ZHANG Tianlong, GUO Jie, XU Chenqi, ZHANG Xi, WANG Chuanyuan, LI Baoquan
A new oil spill detection algorithm based on Dempster-Shafer evidence theory
Journal of Oceanology and Limnology, 40(2): 456-469
http://dx.doi.org/10.1007/s00343-021-0255-2

Article History

Received Jul. 4, 2020
accepted in principle Aug. 31, 2020
accepted for publication Mar. 22, 2022
A new oil spill detection algorithm based on Dempster-Shafer evidence theory
Tianlong ZHANG1,4, Jie GUO1,2,3, Chenqi XU1,4, Xi ZHANG5, Chuanyuan WANG1,2,3, Baoquan LI1,2,3     
1 Yantai Institute of Coastal Zone Research (YIC), Chinese Academy of Sciences (CAS), CAS Key Laboratory of Coastal Environmental Processes and Ecological Remediation, Yantai 264003, China;
2 Shandong Key Laboratory of Coastal Environmental Processes, Yantai Institute of Coastal Zone Research, Chinese Academy of Sciences, Yantai 264003, China;
3 Center for Ocean Mega-Science, Chinese Academy of Sciences, Qingdao 266071, China;
4 University of the Chinese Academy of Sciences, Beijing 100049, China;
5 Frist Institute of Oceanography (FIO), Ministry of Natural Resources (MNR), Qingdao 266061, China
Abstract: Features of oil spills and look-alikes in polarimetric synthetic aperture radar (SAR) images always play an important role in oil spill detection. Many oil spill detection algorithms have been implemented based on these features. Although environmental factors such as wind speed are important to distinguish oil spills and look-alikes, some oil spill detection algorithms do not consider the environmental factors. To distinguish oil spills and look-alikes more accurately based on environmental factors and image features, a new oil spill detection algorithm based on Dempster-Shafer evidence theory was proposed. The process of oil spill detection taking account of environmental factors was modeled using the subjective Bayesian model. The Faster-region convolutional neural networks (RCNN) model was used for oil spill detection based on the convolution features. The detection results of the two models were fused at decision level using Dempster-Shafer evidence theory. The establishment and test of the proposed algorithm were completed based on our oil spill and look-alike sample database that contains 1 798 image samples and environmental information records related to the image samples. The analysis and evaluation of the proposed algorithm shows a good ability to detect oil spills at a higher detection rate, with an identification rate greater than 75% and a false alarm rate lower than 19% from experiments. A total of 12 oil spill SAR images were collected for the validation and evaluation of the proposed algorithm. The evaluation result shows that the proposed algorithm has a good performance on detecting oil spills with an overall detection rate greater than 70%.
Keywords: synthetic aperture radar (SAR) data    oil spill detection    subjective Bayesian    Faster-region convolutional neural networks (RCNN)    Dempster-Shafer evidence theory    
1 INTRODUCTION

Oil pollution is a serious marine problem worldwide (Zhang et al., 2011). Different types of oil and its refined products such as gasoline, kerosene, and diesel oil enter the marine environment during the process of exploitation, refining, storage, transportation, and utilization (Li et al., 2013). The pollution caused by these oil spills greatly threatens the ocean fisheries resource, the ecological environment, and human activities (Leifer et al., 2012). Thus, prompt and efficient oil spill detection is of great significance to the protection of coastal resources and the marine ecosystem (Guo et al., 2013).
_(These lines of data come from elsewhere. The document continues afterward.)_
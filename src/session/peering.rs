//! Peering connection workflow: find, request, accept, tear down.

use std::time::Instant;

use tokio::time::sleep;

use crate::api::{CloudApi, PeeringConnection, PeeringFilter, PeeringRequest};
use crate::snapshot::{CaptureTarget, PeeringSide, SnapshotValue};

use super::{SessionError, VpcSession};

impl<A: CloudApi> VpcSession<A> {
    /// Finds the peering connection where this VPC is the requester and
    /// `accepter_vpc_id` the accepter, snapshots the accepted cache slot,
    /// stores the result there, and returns it.
    ///
    /// # Errors
    ///
    /// Returns [`SessionError::PeeringNotFound`] on zero matches,
    /// [`SessionError::AmbiguousPeering`] on more than one, and
    /// [`SessionError::Api`] when the provider call fails.
    pub async fn find_peering_by_accepter(
        &mut self,
        accepter_vpc_id: &str,
        dry_run: Option<bool>,
    ) -> Result<PeeringConnection, SessionError> {
        let effective = self.config.dry_run_or(dry_run);
        let filter = PeeringFilter::between(&self.vpc_id, accepter_vpc_id);
        let connection = self
            .lookup_single(&filter, PeeringSide::Accepted, accepter_vpc_id, effective)
            .await?;

        self.snapshots.record(
            CaptureTarget::PeeringSlot(PeeringSide::Accepted),
            SnapshotValue::PeeringSlot(self.peering.accepted.clone()),
        )?;
        self.peering
            .accepted
            .insert(connection.id.clone(), connection.clone());
        Ok(connection)
    }

    /// Finds the peering connection where `requester_vpc_id` is the
    /// requester and this VPC the accepter, snapshots the requested cache
    /// slot, stores the result there, and returns it.
    ///
    /// # Errors
    ///
    /// Returns [`SessionError::PeeringNotFound`] on zero matches,
    /// [`SessionError::AmbiguousPeering`] on more than one, and
    /// [`SessionError::Api`] when the provider call fails.
    pub async fn find_peering_by_requester(
        &mut self,
        requester_vpc_id: &str,
        dry_run: Option<bool>,
    ) -> Result<PeeringConnection, SessionError> {
        let effective = self.config.dry_run_or(dry_run);
        let filter = PeeringFilter::between(requester_vpc_id, &self.vpc_id);
        let connection = self
            .lookup_single(&filter, PeeringSide::Requested, requester_vpc_id, effective)
            .await?;

        self.snapshots.record(
            CaptureTarget::PeeringSlot(PeeringSide::Requested),
            SnapshotValue::PeeringSlot(self.peering.requested.clone()),
        )?;
        self.peering
            .requested
            .insert(connection.id.clone(), connection.clone());
        Ok(connection)
    }

    /// Requests a new peering connection towards `target_vpc_id` and waits
    /// until the provider makes the new resource visible.
    ///
    /// # Errors
    ///
    /// Returns [`SessionError::Api`] when the provider rejects the request
    /// and [`SessionError::Timeout`] when the resource never becomes
    /// visible within the session wait budget.
    pub async fn request_peering(
        &mut self,
        target_vpc_id: &str,
        target_region: &str,
        owner_id: &str,
        dry_run: Option<bool>,
    ) -> Result<PeeringConnection, SessionError> {
        let effective = self.config.dry_run_or(dry_run);
        let request = PeeringRequest {
            requester_vpc_id: self.vpc_id.clone(),
            peer_vpc_id: target_vpc_id.to_owned(),
            peer_region: target_region.to_owned(),
            peer_owner_id: owner_id.to_owned(),
        };
        let created = self
            .api
            .request_peering_connection(&request, effective)
            .await
            .map_err(SessionError::api)?;
        self.wait_for_peering_visible(&created.id).await
    }

    /// Accepts the pending peering request initiated by
    /// `requester_vpc_id`, waiting for the resource to be visible first.
    /// The requested cache slot is updated with the accepted document.
    ///
    /// # Errors
    ///
    /// Propagates lookup failures from [`Self::find_peering_by_requester`]
    /// and returns [`SessionError::Api`] when the accept call fails.
    pub async fn accept_peering(
        &mut self,
        requester_vpc_id: &str,
        dry_run: Option<bool>,
    ) -> Result<PeeringConnection, SessionError> {
        let effective = self.config.dry_run_or(dry_run);
        let pending = self
            .find_peering_by_requester(requester_vpc_id, dry_run)
            .await?;
        self.wait_for_peering_visible(&pending.id).await?;

        let accepted = self
            .api
            .accept_peering_connection(&pending.id, effective)
            .await
            .map_err(SessionError::api)?;
        self.peering
            .requested
            .insert(accepted.id.clone(), accepted.clone());
        Ok(accepted)
    }

    /// Deletes the peering connection initiated by `requester_vpc_id`,
    /// returning the provider's success flag.
    ///
    /// # Errors
    ///
    /// Propagates lookup failures from [`Self::find_peering_by_requester`]
    /// and returns [`SessionError::Api`] when the delete call fails.
    pub async fn delete_peering(
        &mut self,
        requester_vpc_id: &str,
        dry_run: Option<bool>,
    ) -> Result<bool, SessionError> {
        let effective = self.config.dry_run_or(dry_run);
        let pending = self
            .find_peering_by_requester(requester_vpc_id, dry_run)
            .await?;
        self.api
            .delete_peering_connection(&pending.id, effective)
            .await
            .map_err(SessionError::api)
    }

    async fn lookup_single(
        &self,
        filter: &PeeringFilter,
        side: PeeringSide,
        peer_vpc_id: &str,
        dry_run: bool,
    ) -> Result<PeeringConnection, SessionError> {
        let mut connections = self
            .api
            .describe_peering_connections(filter, dry_run)
            .await
            .map_err(SessionError::api)?;

        if connections.len() > 1 {
            return Err(SessionError::AmbiguousPeering {
                side,
                peer_vpc_id: peer_vpc_id.to_owned(),
                matches: connections.len(),
            });
        }
        connections.pop().ok_or_else(|| SessionError::PeeringNotFound {
            side,
            peer_vpc_id: peer_vpc_id.to_owned(),
        })
    }

    async fn wait_for_peering_visible(
        &self,
        connection_id: &str,
    ) -> Result<PeeringConnection, SessionError> {
        let deadline = Instant::now() + self.wait_timeout;
        while Instant::now() <= deadline {
            let visible = self
                .api
                .describe_peering_connection(connection_id)
                .await
                .map_err(SessionError::api)?;
            if let Some(connection) = visible {
                return Ok(connection);
            }
            sleep(self.poll_interval).await;
        }

        Err(SessionError::Timeout {
            action: String::from("wait_for_peering_visible"),
            resource_id: connection_id.to_owned(),
        })
    }
}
The oil spill detection for polarimetric synthetic aperture radar (SAR) mainly consists of three parts: dark spot detection, feature extraction, and discrimination between oil spill and the look-alike (Guo et al., 2018). Many studies have focused on the exploration of new features extracted from the polarimetric SAR data and the innovation of oil-spill detection methods in recent years. The related works indicate that polarimetric features or polarimetric feature sets extracted from different channels can help for oil spill detection (Zhang et al., 2011; Guo et al., 2018; Tong et al., 2019). However, SAR sensors work in different observation models and this has limited the application of these features due to a lack of an appropriate channel. With the development of machine learning and deep learning, many classification algorithms have been introduced to the field of oil spill detection with appropriate adjustments and modifications. The convolutional neural networks (CNN) and the fully convolutional networks (FCN) have also been successfully applied on the discrimination of oil spills and look-alikes in polarimetric SAR images (Huang et al., 2018). Krestenitis et al. (2019) compared oil-spill detection methods based on different CNNs including U-Net, LinkNet, and other CNNs. The authors indicated that the optimal model for classifying oil spills is the deep convolutional neural network (DCNN). It can be found that the CNNs can be used as a model to extract the image features and they have good performance when distinguishing oil spills and look-alikes. Environmental information is also an important source for distinguishing oil spills and look-alikes (Solberg et al., 2003, 2007). However, these studies or methods have not considered environmental information from dark spots, such as wind speed, etc.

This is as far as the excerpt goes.